** Material for the task follows **

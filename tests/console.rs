use draughtsbot::console::Session;
use draughtsbot::{AiPlayer, Color, Difficulty};

fn run(session: &mut Session, script: &str) -> String {
    let mut out = Vec::new();
    session.run_loop(script.as_bytes(), &mut out).expect("in-memory io");
    String::from_utf8(out).expect("utf8")
}

#[test]
fn engine_opens_when_human_plays_light() {
    let mut s = Session::new(AiPlayer::seeded(Difficulty::Hard, 1).with_depth(2), Color::Light);
    let out = run(&mut s, "board\n");
    assert!(out.starts_with("ai plays"), "{out}");
    assert!(out.contains("light to move"), "{out}");
    assert_eq!(s.game().turns(), 1);
}

#[test]
fn human_move_gets_an_immediate_reply() {
    let mut s = Session::new(AiPlayer::seeded(Difficulty::Easy, 1), Color::Light);
    // the engine's opening only reaches row 3, so (5,2) keeps both steps
    let out = run(&mut s, "click 5 2\nclick 4 3\n");
    assert!(out.contains("(5,2): (4,1) (4,3)"), "{out}");
    assert!(out.contains("moved (5,2)-(4,3)"), "{out}");
    assert_eq!(out.matches("ai plays").count(), 2, "{out}");
    assert_eq!(s.game().current(), Color::Light);
    assert_eq!(s.game().turns(), 3);
}

#[test]
fn human_playing_dark_moves_first() {
    let mut s = Session::new(AiPlayer::seeded(Difficulty::Hard, 1).with_depth(2), Color::Dark);
    let out = run(&mut s, "board\nclick 2 1\nclick 3 2\n");
    assert!(out.starts_with(".d.d.d.d"), "{out}");
    assert!(out.contains("dark to move"), "{out}");
    assert!(out.contains("moved (2,1)-(3,2)"), "{out}");
    assert_eq!(out.matches("ai plays").count(), 1, "{out}");
    assert_eq!(s.game().current(), Color::Dark);
}

#[test]
fn bad_input_is_reported_not_fatal() {
    let mut s = Session::new(AiPlayer::seeded(Difficulty::Easy, 1), Color::Light);
    let out = run(&mut s, "click 9 9\ndifficulty brutal\nfly\ndifficulty hard\nmoves\nquit\nboard\n");
    assert!(out.contains("usage: click"), "{out}");
    assert!(out.contains("unknown difficulty"), "{out}");
    assert!(out.contains("unknown command \"fly\""), "{out}");
    assert!(out.contains("difficulty hard"), "{out}");
    assert!(out.contains("no piece selected"), "{out}");
    // nothing after quit runs
    assert!(!out.contains("to move"), "{out}");
}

** End of Material for the task **

### Your assignment
The records must be reproduced in full. Nothing should differ.

### Response
filename tests/console.rs
use draughtsbot::console::Session;
use draughtsbot::{AiPlayer, Color, Difficulty};

fn run(session: &mut Session, script: &str) -> String {
    let mut out = Vec::new();
    session.run_loop(script.as_bytes(), &mut out).expect("in-memory io");
    String::from_utf8(out).expect("utf8")
}

#[test]
fn engine_opens_when_human_plays_light() {
    let mut s = Session::new(AiPlayer::seeded(Difficulty::Hard, 1).with_depth(2), Color::Light);
    let out = run(&mut s, "board\n");
    assert!(out.starts_with("ai plays"), "{out}");
    assert!(out.contains("light to move"), "{out}");
    assert_eq!(s.game().turns(), 1);
}

#[test]
fn human_move_gets_an_immediate_reply() {
    let mut s = Session::new(AiPlayer::seeded(Difficulty::Easy, 1), Color::Light);
    // the engine's opening only reaches row 3, so (5,2) keeps both steps
    let out = run(&mut s, "click 5 2\nclick 4 3\n");
    assert!(out.contains("(5,2): (4,1) (4,3)"), "{out}");
    assert!(out.contains("moved (5,2)-(4,3)"), "{out}");
    assert_eq!(out.matches("ai plays").count(), 2, "{out}");
    assert_eq!(s.game().current(), Color::Light);
    assert_eq!(s.game().turns(), 3);
}

#[test]
fn human_playing_dark_moves_first() {
    let mut s = Session::new(AiPlayer::seeded(Difficulty::Hard, 1).with_depth(2), Color::Dark);
    let out = run(&mut s, "board\nclick 2 1\nclick 3 2\n");
    assert!(out.starts_with(".d.d.d.d"), "{out}");
    assert!(out.contains("dark to move"), "{out}");
    assert!(out.contains("moved (2,1)-(3,2)"), "{out}");
    assert_eq!(out.matches("ai plays").count(), 1, "{out}");
    assert_eq!(s.game().current(), Color::Dark);
}

#[test]
fn bad_input_is_reported_not_fatal() {
    let mut s = Session::new(AiPlayer::seeded(Difficulty::Easy, 1), Color::Light);
    let out = run(&mut s, "click 9 9\ndifficulty brutal\nfly\ndifficulty hard\nmoves\nquit\nboard\n");
    assert!(out.contains("usage: click"), "{out}");
    assert!(out.contains("unknown difficulty"), "{out}");
    assert!(out.contains("unknown command \"fly\""), "{out}");
    assert!(out.contains("difficulty hard"), "{out}");
    assert!(out.contains("no piece selected"), "{out}");
    // nothing after quit runs
    assert!(!out.contains("to move"), "{out}");
}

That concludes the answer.